-------- RAW DATA
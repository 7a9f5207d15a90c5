//! WebSocket frame building and classification.

use serde::Deserialize;
use serde_json::Value as JsonValue;

/// Build a subscribe command for a market's orderbook feed.
pub fn build_subscribe_orderbook(id: u64, ticker: &str) -> String {
    serde_json::json!({
        "id": id,
        "cmd": "subscribe",
        "params": {
            "channels": ["orderbook_delta"],
            "market_ticker": ticker
        }
    })
    .to_string()
}

/// Build a subscribe command for the account's fill feed.
pub fn build_subscribe_fills(id: u64) -> String {
    serde_json::json!({
        "id": id,
        "cmd": "subscribe",
        "params": {
            "channels": ["fill"]
        }
    })
    .to_string()
}

/// Build an unsubscribe command for the given subscription ids.
pub fn build_unsubscribe(id: u64, sids: &[i64]) -> String {
    serde_json::json!({
        "id": id,
        "cmd": "unsubscribe",
        "params": {
            "sids": sids
        }
    })
    .to_string()
}

/// A classified incoming frame.
#[derive(Debug, Clone, PartialEq)]
pub enum IncomingMessage {
    /// Response to a command we sent (e.g. `subscribed`).
    Response {
        id: u64,
        msg_type: String,
        msg: JsonValue,
    },
    /// Subscription data pushed by the server.
    Update {
        msg_type: String,
        sid: i64,
        seq: Option<i64>,
        msg: JsonValue,
    },
    /// Server error frame.
    Error { id: Option<u64>, msg: JsonValue },
}

#[derive(Debug, Deserialize)]
struct RawMessage {
    id: Option<u64>,
    #[serde(rename = "type")]
    msg_type: Option<String>,
    sid: Option<i64>,
    seq: Option<i64>,
    msg: Option<JsonValue>,
}

/// Classify an incoming frame by shape: error frames by type, responses by
/// the presence of a request id, updates by the presence of a sid.
pub fn parse_incoming(text: &str) -> Result<IncomingMessage, serde_json::Error> {
    let raw: RawMessage = serde_json::from_str(text)?;
    let msg = raw.msg.unwrap_or(JsonValue::Null);

    if raw.msg_type.as_deref() == Some("error") {
        return Ok(IncomingMessage::Error { id: raw.id, msg });
    }

    if let Some(id) = raw.id {
        return Ok(IncomingMessage::Response {
            id,
            msg_type: raw.msg_type.unwrap_or_default(),
            msg,
        });
    }

    if let Some(sid) = raw.sid {
        return Ok(IncomingMessage::Update {
            msg_type: raw.msg_type.unwrap_or_default(),
            sid,
            seq: raw.seq,
            msg,
        });
    }

    Ok(IncomingMessage::Response {
        id: 0,
        msg_type: raw.msg_type.unwrap_or_default(),
        msg,
    })
}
----------------
EXERCISE BRIEF —
In the records above, find each line that holds the word "derive"; copy all such lines.

ANSWER SECTION —
#[derive(Debug, Clone, PartialEq)]
#[derive(Debug, Deserialize)]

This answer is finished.